HomeValue AI built a gradient boosting regression model to predict residential sale prices for mortgage pre-approval and agent pricing guidance. The model performs well on average, but regional teams report that errors are large for high-value homes and newer properties, creating underwriting risk and poor user trust.
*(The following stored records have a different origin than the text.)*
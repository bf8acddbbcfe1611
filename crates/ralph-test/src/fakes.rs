use std::collections::{HashSet, VecDeque};
use std::sync::Mutex;

use ralph_core::{
    BudgetOutcome, BudgetStatus, ConversationStore, LoopState, Message, OutputSink, ParsedResponse, RoundTripClient,
    ToolCall, ToolExecCtx, ToolRegistry, ToolResult, TransportError,
};

/// A canned-response `RoundTripClient`: the test enqueues
/// `Ok(ParsedResponse)`/`Err(TransportError)` values ahead of time, and
/// each call to `round_trip` pops the next one.
#[derive(Default)]
pub struct FakeRoundTripClient {
    queue: Mutex<VecDeque<Result<ParsedResponse, TransportError>>>,
}

impl FakeRoundTripClient {
    /// Builds an empty client; call [`Self::enqueue`] before driving a loop.
    pub fn new() -> Self {
        Self { queue: Mutex::new(VecDeque::new()) }
    }

    /// Queues one response (or transport failure) to be returned by the
    /// next `round_trip` call, in FIFO order.
    pub fn enqueue(&self, response: Result<ParsedResponse, TransportError>) {
        self.queue.lock().expect("fake client queue mutex poisoned").push_back(response);
    }
}

impl RoundTripClient for FakeRoundTripClient {
    fn round_trip(&self, _history: &[Message], _budget: &BudgetOutcome) -> Result<ParsedResponse, TransportError> {
        self.queue
            .lock()
            .expect("fake client queue mutex poisoned")
            .pop_front()
            .unwrap_or_else(|| panic!("FakeRoundTripClient::round_trip called with an empty queue"))
    }
}

/// One event recorded by [`FakeOutputSink`], in the order it was emitted.
#[derive(Debug, Clone, PartialEq, Eq)]
pub enum OutputEvent {
    /// `on_thinking` was called with this text.
    Thinking(String),
    /// `on_text` was called with this text.
    Text(String),
    /// `on_tool_call_summary` was called with these call ids.
    ToolCallSummary(Vec<String>),
    /// `on_tool_result` was called for this call id.
    ToolResult(String, bool),
    /// `on_state` transitioned to this state.
    State(LoopState),
    /// `on_error` was called with this kind/message.
    Error(String, String),
}

/// An `OutputSink` that records every event instead of rendering it, so
/// a test can assert on the exact sequence emitted.
#[derive(Default)]
pub struct FakeOutputSink {
    events: Mutex<Vec<OutputEvent>>,
}

impl FakeOutputSink {
    /// Builds a sink with no recorded events.
    pub fn new() -> Self {
        Self { events: Mutex::new(Vec::new()) }
    }

    /// Returns a snapshot of every event recorded so far, in order.
    pub fn events(&self) -> Vec<OutputEvent> {
        self.events.lock().expect("fake sink mutex poisoned").clone()
    }
}

impl OutputSink for FakeOutputSink {
    fn on_thinking(&self, text: &str) {
        self.events.lock().expect("fake sink mutex poisoned").push(OutputEvent::Thinking(text.to_string()));
    }
    fn on_text(&self, text: &str) {
        self.events.lock().expect("fake sink mutex poisoned").push(OutputEvent::Text(text.to_string()));
    }
    fn on_tool_call_summary(&self, calls: &[ToolCall]) {
        let ids = calls.iter().map(|c| c.id.clone()).collect();
        self.events.lock().expect("fake sink mutex poisoned").push(OutputEvent::ToolCallSummary(ids));
    }
    fn on_tool_result(&self, call: &ToolCall, result: &ToolResult) {
        self.events
            .lock()
            .expect("fake sink mutex poisoned")
            .push(OutputEvent::ToolResult(call.id.clone(), result.success));
    }
    fn on_state(&self, state: LoopState) {
        self.events.lock().expect("fake sink mutex poisoned").push(OutputEvent::State(state));
    }
    fn on_error(&self, kind: &str, message: &str) {
        self.events
            .lock()
            .expect("fake sink mutex poisoned")
            .push(OutputEvent::Error(kind.to_string(), message.to_string()));
    }
}

/// A `ToolRegistry` whose tools just echo their arguments back as the
/// success payload, unless the test pre-registers a canned result for a
/// specific call id via [`Self::set_result`].
#[derive(Default)]
pub struct FakeToolRegistry {
    thread_safe_tools: Mutex<HashSet<String>>,
    canned: Mutex<std::collections::HashMap<String, ToolResult>>,
}

impl FakeToolRegistry {
    /// Builds a registry where every tool is sequential by default.
    pub fn new() -> Self {
        Self { thread_safe_tools: Mutex::new(HashSet::new()), canned: Mutex::new(std::collections::HashMap::new()) }
    }

    /// Marks `name` as safe to run concurrently with other thread-safe
    /// tools.
    pub fn mark_thread_safe(&self, name: &str) {
        self.thread_safe_tools.lock().expect("fake registry mutex poisoned").insert(name.to_string());
    }

    /// Pre-registers the exact `ToolResult` to return for calls with id
    /// `call_id`, overriding the default echo behavior.
    pub fn set_result(&self, call_id: &str, result: ToolResult) {
        self.canned.lock().expect("fake registry mutex poisoned").insert(call_id.to_string(), result);
    }
}

impl ToolRegistry for FakeToolRegistry {
    fn execute(&self, call: &ToolCall, _ctx: &ToolExecCtx) -> ToolResult {
        if let Some(result) = self.canned.lock().expect("fake registry mutex poisoned").get(&call.id) {
            return result.clone();
        }
        ToolResult::ok(&call.id, serde_json::json!({ "echoed": call.name, "arguments": call.arguments_value() }))
    }

    fn is_thread_safe(&self, name: &str) -> bool {
        self.thread_safe_tools.lock().expect("fake registry mutex poisoned").contains(name)
    }
}

/// An in-memory `ConversationStore`: no real token accounting,
/// `compute_budget` returns a fixed outcome the test configures up front.
pub struct FakeConversationStore {
    messages: Vec<Message>,
    budget: BudgetOutcome,
    budget_after_compaction: Option<BudgetOutcome>,
}

impl FakeConversationStore {
    /// Builds an empty store that always reports `budget` from
    /// `compute_budget`.
    pub fn new(budget: BudgetOutcome) -> Self {
        Self { messages: Vec::new(), budget, budget_after_compaction: None }
    }

    /// Builds an empty store with plenty of headroom (`Ok`, 4096 tokens).
    pub fn with_default_budget() -> Self {
        Self::new(BudgetOutcome { available_response_tokens: 4096, status: BudgetStatus::Ok })
    }

    /// Overrides the budget `compute_budget` will return from now on.
    pub fn set_budget(&mut self, budget: BudgetOutcome) {
        self.budget = budget;
    }

    /// Arranges for the *next* `compact_if_needed` call (only reached
    /// when the current budget is `ContextFull`) to switch the store's
    /// budget to `budget`, simulating compaction freeing up headroom.
    /// Leave unset to simulate compaction that doesn't help.
    pub fn set_budget_after_compaction(&mut self, budget: BudgetOutcome) {
        self.budget_after_compaction = Some(budget);
    }
}

impl ConversationStore for FakeConversationStore {
    fn append_user(&mut self, text: &str) {
        self.messages.push(Message::user(text));
    }

    fn append_assistant(&mut self, text: Option<&str>, tool_calls: &[ToolCall]) {
        self.messages.push(Message::assistant(text, tool_calls.to_vec()));
    }

    fn append_tool(&mut self, tool_call_id: &str, tool_name: &str, result: &ToolResult) {
        self.messages.push(Message::tool(tool_call_id, tool_name, result.result.clone()));
    }

    fn compact_if_needed(&mut self, budget: &BudgetOutcome) {
        if budget.status == BudgetStatus::ContextFull {
            if let Some(next) = self.budget_after_compaction.take() {
                self.budget = next;
            }
        }
    }

    fn compute_budget(&self) -> BudgetOutcome {
        self.budget
    }

    fn messages(&self) -> &[Message] {
        &self.messages
    }

    fn clear_with_stub(&mut self, tool_calls: &[ToolCall]) {
        self.messages.clear();
        self.messages.push(Message::assistant(None, tool_calls.to_vec()));
    }
}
| Metric | Validation Set | Last Month in Production | Change |
|---|---|---|---|
| RMSE | $41,800 | $58,600 | +40.2% |
| MAE | $24,900 | $31,400 | +26.1% |
| Median Absolute Error | $16,200 | $19,100 | +17.9% |
| R² | 0.89 | 0.81 | -0.08 |
| Mean Error (Pred - Actual) | -$1,200 | -$9,800 | More underprediction |
| % predictions within 10% of actual | 78% | 64% | -14 pts |
| Segment breakdown from production: |
| Segment | MAE |
|---|---|
| Homes < $500k | $18,700 |
| Homes $500k-$1M | $34,900 |
| Homes > $1M | $96,400 |
| New builds (< 2 years old) | $72,300 |
| Rural zip codes | $61,800 |
The VP of Risk wants to know whether the model is still acceptable for pricing support and where it is failing. You need to evaluate overall performance, explain what the metrics imply, and recommend how to improve the model and its deployment policy.